Там, в глубине, вдруг произошло некое движение, дверь распахнулась, жесткий
голос выкрикнул: <<К Семеновой - следующая>>, женские ряды
зашелестели, и следующая - счастливица - с трудом поднявшись, исчезла в
проеме.
Теряя надежду на легкое избавление, Оля негромко спросила: <<К Деминой - кто
последний?>>, на что ей сразу откликнулась: <<Я>> - миловидная женщина
лет двадцати пяти, сидевшая на одной из скамеечек с краю.
- А перед вами много народу, не знаете? - осведомилась Оля уже просто на
всякий случай.
- Да человек десять, не меньше. К Деминой всегда много, - охотно ответила
женщина.
Оля еще раз оглядела помещение, отыскивая себе место поближе к этой женщине,
чтобы не потерять ее в толпе. Вообще-то ей страшно хотелось уйти,
наплевав на справку и все остальное, но чувство долга подсказывало, что
справка - нужна, без нее ребенку придется все лето дышать химией на заводе,
другого пути нет, а этот день, скорее всего, не хуже всех остальных.

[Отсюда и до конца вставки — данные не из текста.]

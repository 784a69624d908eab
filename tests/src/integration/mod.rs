pub mod flows;
pub mod network;
pub mod sync;

pub use network::{node_config, start_node, InMemoryNetwork, CURRENCY};
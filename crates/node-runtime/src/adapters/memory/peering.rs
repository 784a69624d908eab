//! # In-memory Peering Service
//!
//! Peer registry over [`Storage`], plus the client side of the sync
//! protocol: probing peers and pulling peer lists and blocks from them.
//!
//! A failing peer never fails a round; it is logged and marked down.

use std::sync::Arc;
use std::time::Duration;

use async_trait::async_trait;
use futures::future::join_all;
use shared_types::digest::sha256_hex;
use shared_types::{Endpoint, MerkleSummary, Peer, PeerStatus, DOCUMENT_VERSION};
use tm_01_peer_sync::{LocalPeers, PeerSyncService, RemoteConnector, SyncError};
use tracing::{debug, info, warn};

use crate::adapters::ports::ChainPort;
use crate::container::NodeConfig;
use crate::keys::{self, SignatureProvider};
use crate::services::{BlockchainService, PeeringService, ServiceError, Storage};
use crate::LOG_PREFIX;

pub struct MemoryPeering {
    currency: String,
    endpoint: Endpoint,
    isolate: bool,
    ping_timeout: Duration,
    storage: Arc<dyn Storage>,
    blockchain: Arc<dyn BlockchainService>,
    signer: Arc<dyn SignatureProvider>,
    connector: Arc<dyn RemoteConnector>,
    sync: PeerSyncService,
}

impl MemoryPeering {
    pub fn new(
        config: &NodeConfig,
        storage: Arc<dyn Storage>,
        blockchain: Arc<dyn BlockchainService>,
        signer: Arc<dyn SignatureProvider>,
        connector: Arc<dyn RemoteConnector>,
    ) -> Self {
        Self {
            currency: config.currency.clone(),
            endpoint: config.self_endpoint(),
            isolate: config.isolate,
            ping_timeout: config.sync.client.request_timeout(),
            storage,
            blockchain,
            signer,
            connector,
            sync: PeerSyncService::new(config.sync.client.clone()),
        }
    }

    /// Peers other than this node, optionally only the reachable ones.
    async fn others(&self, reachable_only: bool) -> Result<Vec<Peer>, ServiceError> {
        let me = self.pubkey();
        Ok(self
            .storage
            .peers()
            .await?
            .into_iter()
            .filter(|p| p.pubkey != me && (!reachable_only || p.is_reachable()))
            .collect())
    }

    async fn ping(&self, peer: &Peer) -> PeerStatus {
        let Some(remote) = self.connector.connect(peer) else {
            return PeerStatus::Down;
        };
        match tokio::time::timeout(self.ping_timeout, remote.peering()).await {
            Ok(Ok(_)) => PeerStatus::Up,
            Ok(Err(SyncError::RateLimited { .. })) => PeerStatus::Up,
            Ok(Err(e)) => {
                debug!("{LOG_PREFIX} Peer {} did not answer: {e}", peer.pubkey);
                PeerStatus::Down
            }
            Err(_) => PeerStatus::Down,
        }
    }
}

/// Block number of a `number-hash` reference.
fn block_number(reference: &str) -> Option<u64> {
    reference.split('-').next().and_then(|n| n.parse().ok())
}

#[async_trait]
impl PeeringService for MemoryPeering {
    fn pubkey(&self) -> String {
        self.signer.public_key()
    }

    async fn submit(&self, mut peer: Peer) -> Result<Peer, ServiceError> {
        if !peer.currency.is_empty() && peer.currency != self.currency {
            return Err(ServiceError::Rejected(format!(
                "Wrong currency {}, expected {}",
                peer.currency, self.currency
            )));
        }
        if peer.pubkey.is_empty() {
            return Err(ServiceError::Rejected("Peer has no public key".into()));
        }
        if peer.endpoints.is_empty() {
            return Err(ServiceError::Rejected("Peer has no endpoint".into()));
        }
        keys::verify(&peer.pubkey, peer.raw().as_bytes(), &peer.signature)
            .map_err(|e| ServiceError::Rejected(format!("Peer signature: {e}")))?;

        let known = self.storage.peer(&peer.pubkey).await?;
        if let Some(known) = &known {
            if known.leaf_hash() == peer.leaf_hash() {
                return Ok(known.clone());
            }
            if block_number(&known.block) > block_number(&peer.block) {
                return Err(ServiceError::Rejected(format!(
                    "Peer document of {} is older than the recorded one",
                    peer.pubkey
                )));
            }
        }

        peer.status = if peer.pubkey == self.pubkey() {
            PeerStatus::Up
        } else {
            known.map(|k| k.status).unwrap_or_default()
        };
        self.storage.save_peer(peer.clone()).await?;
        self.storage.update_merkle_for_peers().await?;
        Ok(peer)
    }

    async fn regular_peer_signal(&self) -> Result<Peer, ServiceError> {
        let block = match self.blockchain.current().await? {
            Some(head) => head.reference(),
            None => format!("0-{}", sha256_hex(b"")),
        };
        let mut peer = Peer {
            version: DOCUMENT_VERSION,
            currency: self.currency.clone(),
            pubkey: self.pubkey(),
            block,
            endpoints: vec![self.endpoint.clone()],
            signature: String::new(),
            status: PeerStatus::Up,
        };
        peer.signature = self.signer.sign(peer.raw().as_bytes()).await?;
        Ok(peer)
    }

    async fn test_peers(&self) -> Result<(), ServiceError> {
        if self.isolate {
            debug!("{LOG_PREFIX} Isolated, not testing peers");
            return Ok(());
        }
        let peers = self.others(false).await?;
        let statuses = join_all(peers.iter().map(|peer| self.ping(peer))).await;

        for (peer, status) in peers.iter().zip(statuses) {
            if status != peer.status {
                info!("{LOG_PREFIX} Peer {} ({}) is {:?}", peer.pubkey, peer.address(), status);
            }
            self.storage.set_peer_status(&peer.pubkey, status).await?;
        }
        Ok(())
    }

    async fn regular_sync_block(&self) -> Result<u64, ServiceError> {
        if self.isolate {
            return Ok(0);
        }
        let chain = ChainPort::new(Arc::clone(&self.blockchain));
        let mut applied = 0;
        for peer in self.others(true).await? {
            let Some(remote) = self.connector.connect(&peer) else {
                continue;
            };
            if let Err(e) = self.sync.sync_peer_list(remote.as_ref(), self).await {
                warn!("{LOG_PREFIX} Peer list sync with {} failed: {e}", peer.pubkey);
            }
            match self.sync.sync_blocks(remote.as_ref(), &chain).await {
                Ok(n) => applied += n,
                Err(e) => warn!("{LOG_PREFIX} Block sync with {} failed: {e}", peer.pubkey),
            }
        }
        Ok(applied)
    }

    async fn known_peers(&self) -> Result<Vec<Peer>, ServiceError> {
        self.storage.peers().await
    }
}

#[async_trait]
impl LocalPeers for MemoryPeering {
    async fn self_peer(&self) -> Result<Peer, SyncError> {
        match self.storage.peer(&self.pubkey()).await? {
            Some(peer) => Ok(peer),
            None => Ok(self.regular_peer_signal().await?),
        }
    }

    async fn submit_peer(&self, peer: Peer) -> Result<Peer, SyncError> {
        Ok(self.submit(peer).await?)
    }

    async fn merkle(&self) -> Result<MerkleSummary, SyncError> {
        Ok(self.storage.peers_merkle().await?)
    }

    async fn peer_by_leaf(&self, leaf: &str) -> Result<Option<Peer>, SyncError> {
        Ok(self.storage.peer_by_leaf(leaf).await?)
    }

    async fn refresh_merkle(&self) -> Result<(), SyncError> {
        self.storage.update_merkle_for_peers().await?;
        Ok(())
    }
}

<<Ладно, потерплю, - решила Оля про себя, - все через это проходят>>, - и
попыталась пристроиться к стене поудобнее, в расчете на долгую вахту.

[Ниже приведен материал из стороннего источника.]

//! # Error Types
//!
//! Errors raised while parsing and classifying network documents.

use thiserror::Error;

use crate::document::DocumentKind;

/// Errors that can occur while turning raw input into a [`crate::Document`].
#[derive(Debug, Error)]
pub enum DocumentError {
    /// Input is not valid JSON.
    #[error("Document is not valid JSON: {0}")]
    NotJson(#[from] serde_json::Error),

    /// The document was classified but does not have the expected shape.
    #[error("Malformed {kind} document: {reason}")]
    Malformed {
        /// Classification that matched.
        kind: DocumentKind,
        /// Deserializer message.
        reason: String,
    },

    /// An endpoint descriptor could not be parsed.
    #[error("Invalid endpoint '{0}'")]
    InvalidEndpoint(String),
}
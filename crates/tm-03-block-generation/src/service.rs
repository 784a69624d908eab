//! The generation loop and its handle.

use std::sync::atomic::{AtomicU64, Ordering};
use std::sync::Arc;
use std::time::Duration;

use shared_types::Peer;
use tokio::sync::watch;
use tokio::task::JoinHandle;
use tracing::{debug, info, warn};

use crate::config::GenerationConfig;
use crate::ports::{BlockBroadcaster, BlockForge};
use crate::LOG_PREFIX;

/// Counters of a generation loop.
#[derive(Debug, Clone, Copy, Default, PartialEq, Eq)]
pub struct GenerationStats {
    pub attempts: u64,
    /// Blocks produced and broadcast.
    pub produced: u64,
    /// Attempts that produced nothing.
    pub empty: u64,
    /// Attempts that failed while generating or broadcasting.
    pub failures: u64,
}

#[derive(Debug, Default)]
struct Counters {
    attempts: AtomicU64,
    produced: AtomicU64,
    empty: AtomicU64,
    failures: AtomicU64,
}

impl Counters {
    fn snapshot(&self) -> GenerationStats {
        GenerationStats {
            attempts: self.attempts.load(Ordering::Relaxed),
            produced: self.produced.load(Ordering::Relaxed),
            empty: self.empty.load(Ordering::Relaxed),
            failures: self.failures.load(Ordering::Relaxed),
        }
    }
}

pub struct GenerationLoop {
    forge: Arc<dyn BlockForge>,
    broadcaster: Arc<dyn BlockBroadcaster>,
    /// Synthetic peer built from this node's public endpoint.
    target: Peer,
    config: GenerationConfig,
}

impl GenerationLoop {
    pub fn new(
        forge: Arc<dyn BlockForge>,
        broadcaster: Arc<dyn BlockBroadcaster>,
        target: Peer,
        config: GenerationConfig,
    ) -> Self {
        Self {
            forge,
            broadcaster,
            target,
            config,
        }
    }

    /// Start the loop as an independent task.
    #[must_use]
    pub fn spawn(self) -> GenerationHandle {
        let (stop_tx, stop_rx) = watch::channel(false);
        let counters = Arc::new(Counters::default());
        let task = tokio::spawn(self.run(stop_rx, Arc::clone(&counters)));
        GenerationHandle {
            stop_tx,
            counters,
            task,
        }
    }

    async fn run(self, mut stop: watch::Receiver<bool>, counters: Arc<Counters>) -> GenerationStats {
        info!(
            "{LOG_PREFIX} Block generation started, broadcasting to {}",
            self.target.address()
        );

        // A dropped handle stops the loop as well.
        while !*stop.borrow() && stop.has_changed().is_ok() {
            counters.attempts.fetch_add(1, Ordering::Relaxed);

            let pause = match self.forge.start_generation().await {
                Ok(Some(block)) => {
                    let number = block.number;
                    match self.broadcaster.send_block(&self.target, &block).await {
                        Ok(()) => {
                            counters.produced.fetch_add(1, Ordering::Relaxed);
                            info!("{LOG_PREFIX} Generated block #{number}");
                            Duration::ZERO
                        }
                        Err(e) => {
                            counters.failures.fetch_add(1, Ordering::Relaxed);
                            warn!("{LOG_PREFIX} Block #{number} not broadcast: {e}");
                            self.config.retry_pause()
                        }
                    }
                }
                Ok(None) => {
                    counters.empty.fetch_add(1, Ordering::Relaxed);
                    debug!("{LOG_PREFIX} Nothing to generate");
                    self.config.idle_pause()
                }
                Err(e) => {
                    counters.failures.fetch_add(1, Ordering::Relaxed);
                    warn!("{LOG_PREFIX} {e}");
                    self.config.retry_pause()
                }
            };

            if pause.is_zero() {
                tokio::task::yield_now().await;
            } else {
                tokio::select! {
                    _ = tokio::time::sleep(pause) => {}
                    _ = stop.changed() => {}
                }
            }
        }

        let stats = counters.snapshot();
        info!(
            "{LOG_PREFIX} Block generation stopped after {} attempt(s), {} block(s)",
            stats.attempts, stats.produced
        );
        stats
    }
}

/// Handle on a spawned [`GenerationLoop`].
pub struct GenerationHandle {
    stop_tx: watch::Sender<bool>,
    counters: Arc<Counters>,
    task: JoinHandle<GenerationStats>,
}

impl GenerationHandle {
    /// Ask the loop to stop at its next iteration boundary.
    pub fn stop(&self) {
        // Err only if the loop already exited.
        let _ = self.stop_tx.send(true);
    }

    #[must_use]
    pub fn stats(&self) -> GenerationStats {
        self.counters.snapshot()
    }

    #[must_use]
    pub fn is_running(&self) -> bool {
        !self.task.is_finished()
    }

    /// Wait for the loop to finish its current cycle and exit.
    pub async fn join(self) -> GenerationStats {
        let GenerationHandle {
            stop_tx,
            counters,
            task,
        } = self;
        let stats = task.await.unwrap_or_else(|_| counters.snapshot());
        drop(stop_tx);
        stats
    }

    /// [`Self::stop`] then [`Self::join`].
    pub async fn shutdown(self) -> GenerationStats {
        self.stop();
        self.join().await
    }
}
//! HTTP client for another node's sync endpoints.
//!
//! Routes:
//!
//! | Call            | Route                                   |
//! |-----------------|-----------------------------------------|
//! | `peering`       | `GET  /network/peering`                 |
//! | `peers_merkle`  | `GET  /network/peering/peers[?leaves=true|?leaf=<hash>]` |
//! | `blocks`        | `GET  /blockchain/blocks/<count>/<from>` |
//! | `block`         | `GET  /blockchain/block/<number>`       |
//! | `add_peer`      | `POST /network/peering/peers` `{"peer": ...}` |

use std::sync::Arc;
use std::time::Duration;

use async_trait::async_trait;
use reqwest::{Client, RequestBuilder, Response, StatusCode};
use serde::de::DeserializeOwned;
use serde_json::json;
use shared_types::{Block, Peer};

use crate::error::SyncError;
use crate::ports::{MerkleQuery, MerkleResponse, RemoteConnector, RemoteNode};

/// A remote node reached over HTTP.
#[derive(Debug, Clone)]
pub struct HttpRemoteNode {
    client: Client,
    base_url: String,
}

impl HttpRemoteNode {
    /// Client for the node at `base_url` (e.g. `http://127.0.0.1:8999`).
    pub fn new(base_url: impl Into<String>, timeout: Duration) -> Result<Self, SyncError> {
        let client = Client::builder()
            .timeout(timeout)
            .connect_timeout(timeout.min(Duration::from_secs(2)))
            .build()
            .map_err(|e| SyncError::Transport(e.to_string()))?;
        Ok(Self::with_client(client, base_url))
    }

    /// Reuse an existing connection pool.
    pub fn with_client(client: Client, base_url: impl Into<String>) -> Self {
        Self {
            client,
            base_url: base_url.into().trim_end_matches('/').to_string(),
        }
    }

    #[must_use]
    pub fn base_url(&self) -> &str {
        &self.base_url
    }

    fn url(&self, path: &str) -> String {
        format!("{}{path}", self.base_url)
    }

    async fn send(&self, request: RequestBuilder) -> Result<Response, SyncError> {
        let response = request.send().await.map_err(|e| {
            if e.is_connect() {
                SyncError::Transport(format!("Cannot connect to {}", self.base_url))
            } else {
                SyncError::Transport(e.to_string())
            }
        })?;

        let status = response.status();
        if status == StatusCode::TOO_MANY_REQUESTS {
            let retry_after = response
                .headers()
                .get(reqwest::header::RETRY_AFTER)
                .and_then(|v| v.to_str().ok())
                .and_then(|v| v.parse::<u64>().ok())
                .map(Duration::from_secs);
            return Err(SyncError::RateLimited { retry_after });
        }
        Ok(response)
    }

    async fn decode<T: DeserializeOwned>(response: Response) -> Result<T, SyncError> {
        let status = response.status();
        if !status.is_success() {
            let message = response.text().await.unwrap_or_default();
            return Err(SyncError::Remote {
                status: status.as_u16(),
                message,
            });
        }
        response
            .json()
            .await
            .map_err(|e| SyncError::Decode(e.to_string()))
    }

    async fn get<T: DeserializeOwned>(&self, path: &str) -> Result<T, SyncError> {
        let response = self.send(self.client.get(self.url(path))).await?;
        Self::decode(response).await
    }
}

#[async_trait]
impl RemoteNode for HttpRemoteNode {
    async fn peering(&self) -> Result<Peer, SyncError> {
        self.get("/network/peering").await
    }

    async fn peers_merkle(&self, query: MerkleQuery) -> Result<MerkleResponse, SyncError> {
        let request = self
            .client
            .get(self.url("/network/peering/peers"))
            .query(&query.params());
        let response = self.send(request).await?;
        Self::decode(response).await
    }

    async fn blocks(&self, count: u64, from: u64) -> Result<Vec<Block>, SyncError> {
        self.get(&format!("/blockchain/blocks/{count}/{from}")).await
    }

    async fn block(&self, number: u64) -> Result<Option<Block>, SyncError> {
        let response = self
            .send(self.client.get(self.url(&format!("/blockchain/block/{number}"))))
            .await?;
        if response.status() == StatusCode::NOT_FOUND {
            return Ok(None);
        }
        Self::decode(response).await.map(Some)
    }

    async fn add_peer(&self, peer: Peer) -> Result<Peer, SyncError> {
        let request = self
            .client
            .post(self.url("/network/peering/peers"))
            .json(&json!({ "peer": peer }));
        let response = self.send(request).await?;
        Self::decode(response).await
    }
}

/// Connects to peers through their first HTTP-reachable endpoint.
#[derive(Debug, Clone)]
pub struct HttpConnector {
    client: Client,
}

impl HttpConnector {
    pub fn new(timeout: Duration) -> Result<Self, SyncError> {
        let client = Client::builder()
            .timeout(timeout)
            .build()
            .map_err(|e| SyncError::Transport(e.to_string()))?;
        Ok(Self { client })
    }
}

impl RemoteConnector for HttpConnector {
    fn connect(&self, peer: &Peer) -> Option<Arc<dyn RemoteNode>> {
        let url = peer.url()?;
        Some(Arc::new(HttpRemoteNode::with_client(self.client.clone(), url)))
    }
}

#[cfg(test)]
mod tests {
    use super::*;
    use shared_types::{Endpoint, PeerStatus};

    #[test]
    fn test_base_url_is_normalized() {
        let node = HttpRemoteNode::new("http://127.0.0.1:8999/", Duration::from_secs(1)).unwrap();
        assert_eq!(node.base_url(), "http://127.0.0.1:8999");
        assert_eq!(node.url("/network/peering"), "http://127.0.0.1:8999/network/peering");
    }

    #[test]
    fn test_merkle_query_params() {
        assert!(MerkleQuery::Summary.params().is_empty());
        assert_eq!(
            MerkleQuery::Leaves.params(),
            vec![("leaves", "true".to_string())]
        );
        assert_eq!(
            MerkleQuery::Leaf("AB".into()).params(),
            vec![("leaf", "AB".to_string())]
        );
    }

    #[test]
    fn test_connector_skips_peers_without_endpoint() {
        let connector = HttpConnector::new(Duration::from_secs(1)).unwrap();
        let mut peer = Peer::from_endpoint(Endpoint::basic_merkled(
            Some("node.example.org".into()),
            None,
            None,
            443,
        ));
        peer.status = PeerStatus::Up;
        assert!(connector.connect(&peer).is_some());

        peer.endpoints.clear();
        assert!(connector.connect(&peer).is_none());
    }

    #[tokio::test]
    async fn test_unreachable_node_is_transport_error() {
        // Port 9 (discard) on localhost is closed in test environments.
        let node = HttpRemoteNode::new("http://127.0.0.1:9", Duration::from_millis(500)).unwrap();
        let err = node.peering().await.unwrap_err();
        assert!(matches!(err, SyncError::Transport(_)));
    }
}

<<Вот черт, - подумалось ей, - могла бы книжку взять, хоть не так тошно было
отчаянно душно - но тут женщина, с которой она разговаривала, тронула ее за
руку:
- Садитесь, тут есть еще немножко места, я подвинусь. - И, видя Олино
смущение, - Садитесь-садитесь, я же вижу, вам нехорошо, хлопнетесь сейчас
тут
в обморок, зачем это.
Оля с благодарностью села, уместившись на самом краешке скамейки, слегка
отдышалась, и они с соседкой понемножку разговорились о том о сем.

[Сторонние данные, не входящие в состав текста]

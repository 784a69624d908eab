//! Generation port adapters: consensus through the blockchain service,
//! broadcast through the multicaster.

use std::sync::Arc;

use async_trait::async_trait;
use shared_types::{Block, Peer};
use tm_02_block_propagation::Multicaster;
use tm_03_block_generation::{BlockBroadcaster, BlockForge, GenerationError};

use crate::services::BlockchainService;

pub struct ForgePort {
    blockchain: Arc<dyn BlockchainService>,
}

impl ForgePort {
    pub fn new(blockchain: Arc<dyn BlockchainService>) -> Self {
        Self { blockchain }
    }
}

#[async_trait]
impl BlockForge for ForgePort {
    async fn start_generation(&self) -> Result<Option<Block>, GenerationError> {
        self.blockchain
            .start_generation()
            .await
            .map_err(|e| GenerationError::Forge(e.to_string()))
    }
}

pub struct BroadcastPort {
    multicaster: Arc<Multicaster>,
}

impl BroadcastPort {
    pub fn new(multicaster: Arc<Multicaster>) -> Self {
        Self { multicaster }
    }
}

#[async_trait]
impl BlockBroadcaster for BroadcastPort {
    async fn send_block(&self, target: &Peer, block: &Block) -> Result<(), GenerationError> {
        self.multicaster
            .send_block(target, block)
            .await
            .map_err(|e| GenerationError::Broadcast(e.to_string()))
    }
}
//! Outbound ports (SPI) for the sync subsystem.

use std::sync::Arc;
use std::time::Duration;

use async_trait::async_trait;
use shared_types::{Block, MerkleSummary, Peer};

use crate::error::SyncError;
use crate::ports::types::{MerkleQuery, MerkleResponse};

/// The read/write surface another node exposes for synchronization.
#[async_trait]
pub trait RemoteNode: Send + Sync {
    /// The remote node's own peer document.
    async fn peering(&self) -> Result<Peer, SyncError>;

    /// Merkle summary of the remote peer list.
    async fn peers_merkle(&self, query: MerkleQuery) -> Result<MerkleResponse, SyncError>;

    /// Up to `count` blocks starting at number `from`. Empty when out of range.
    async fn blocks(&self, count: u64, from: u64) -> Result<Vec<Block>, SyncError>;

    /// Block `number`, if the remote has it.
    async fn block(&self, number: u64) -> Result<Option<Block>, SyncError>;

    /// Submit a signed peer document to the remote.
    async fn add_peer(&self, peer: Peer) -> Result<Peer, SyncError>;
}

/// Opens a [`RemoteNode`] for a known peer.
pub trait RemoteConnector: Send + Sync {
    /// `None` when the peer has no endpoint this connector can use.
    fn connect(&self, peer: &Peer) -> Option<Arc<dyn RemoteNode>>;
}

/// Admission control consulted before answering a sync read.
pub trait RequestLimiter: Send + Sync {
    /// Whether a request may be answered right now.
    fn can_answer_now(&self) -> bool;

    /// Record that a request is being answered.
    fn process_request(&self);

    /// How long until the next request would be admitted.
    fn retry_after(&self) -> Option<Duration> {
        None
    }
}

/// Local chain as seen by the sync subsystem.
#[async_trait]
pub trait LocalChain: Send + Sync {
    /// Number of the current head block, `None` for an empty chain.
    async fn current_number(&self) -> Result<Option<u64>, SyncError>;

    /// Up to `count` local blocks starting at number `from`.
    async fn blocks(&self, count: u64, from: u64) -> Result<Vec<Block>, SyncError>;

    async fn block(&self, number: u64) -> Result<Option<Block>, SyncError>;

    /// Apply a block fetched from a remote node.
    async fn apply_block(&self, block: Block) -> Result<(), SyncError>;
}

/// Local peer registry as seen by the sync subsystem.
#[async_trait]
pub trait LocalPeers: Send + Sync {
    /// This node's own signed peer document.
    async fn self_peer(&self) -> Result<Peer, SyncError>;

    /// Add or update a peer through the peering service.
    async fn submit_peer(&self, peer: Peer) -> Result<Peer, SyncError>;

    /// Current merkle summary of the local peer list, leaves included.
    async fn merkle(&self) -> Result<MerkleSummary, SyncError>;

    async fn peer_by_leaf(&self, leaf: &str) -> Result<Option<Peer>, SyncError>;

    /// Recompute the peer-list merkle index.
    async fn refresh_merkle(&self) -> Result<(), SyncError>;
}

Оказывается, женщина наблюдалась у Деминой несколько лет, три года назад
родила дочку и врача всячески хвалила.
- Вы знаете, Тамара Акимовна мне сохранила дочку, просто спасла нас. Она
очень хороший врач, вам повезло, что вы у нее будете наблюдаться. Да, к
ней много народу, но это того стоит, уверяю вас. Я сама могла бы от работы в
ведомственную клинику ходить, и ездить удобно, и народу там никого, а все
равно вот, видите, хожу к ней, сюда.
В разговор включилось еще несколько женщин из ближнего окружения, все
более-менее сходились на том, что Демина - врач хороший, хоть, может, и
строга, вылечила у одной то, а у другой это, а вот Шлыкова, в соседнем
кабинете, - не дай Бог.
Оля впервые попала в такой женско-гинекологический клуб, подобные разговоры
были ей внове, их обескураживающая откровенность казалась ей
слегка шокирующей. <<Как можно, - думала она, - о таком - с незнакомыми?>>
По молодости она не понимала, что легкость трепа именно и основана на
том, что видятся женщины в первый и последний раз в жизни, имен друг друга
не знают, сейчас выйдут - и разойдутся в разные стороны. А пока - отчего
не скрасить ожидание беседой о том, что всем интересно и существенно.
Наконец, где-то часа через два, подошла и Олина очередь. Соседка ее уже
скрылась в кабинете, вот сейчас она выйдет - и на старт. За время сидения
Оля успела подрастерять свои радужные представления о приятной беседе с
добрым доктором, ей было уже все равно, что будет с ней за дверью, только
скорее бы зайти туда и покончить с этим.
<<К Деминой - следующая>>, - раздался голос из кабинета. Оля вскочила,
шагнула к двери, потянула на себя ручку и, разминувшись на пороге с недавней
соседкой, ступила внутрь.
По контрасту с приемной, где она просидела последние два часа, кабинет врача
был полон яркого солнечного света и свежего воздуха, лившихся из двух
больших распахнутых окон. У одного из них стояли валетом два стола, за одним
сидела молоденькая девушка в белом халате и шапочке, чуть старше
самой Оли, а за другим - женщина лет сорока, коротко стриженая, темноволосая
- врач. По левую руку от нее стоял стул, на который она указала Оле
резким торопливым жестом.
- Садитесь. Фамилия? - при этом врач придвинула к себе стопку медицинских
карт и начала перебирать их. - Фамилия? - повторила она.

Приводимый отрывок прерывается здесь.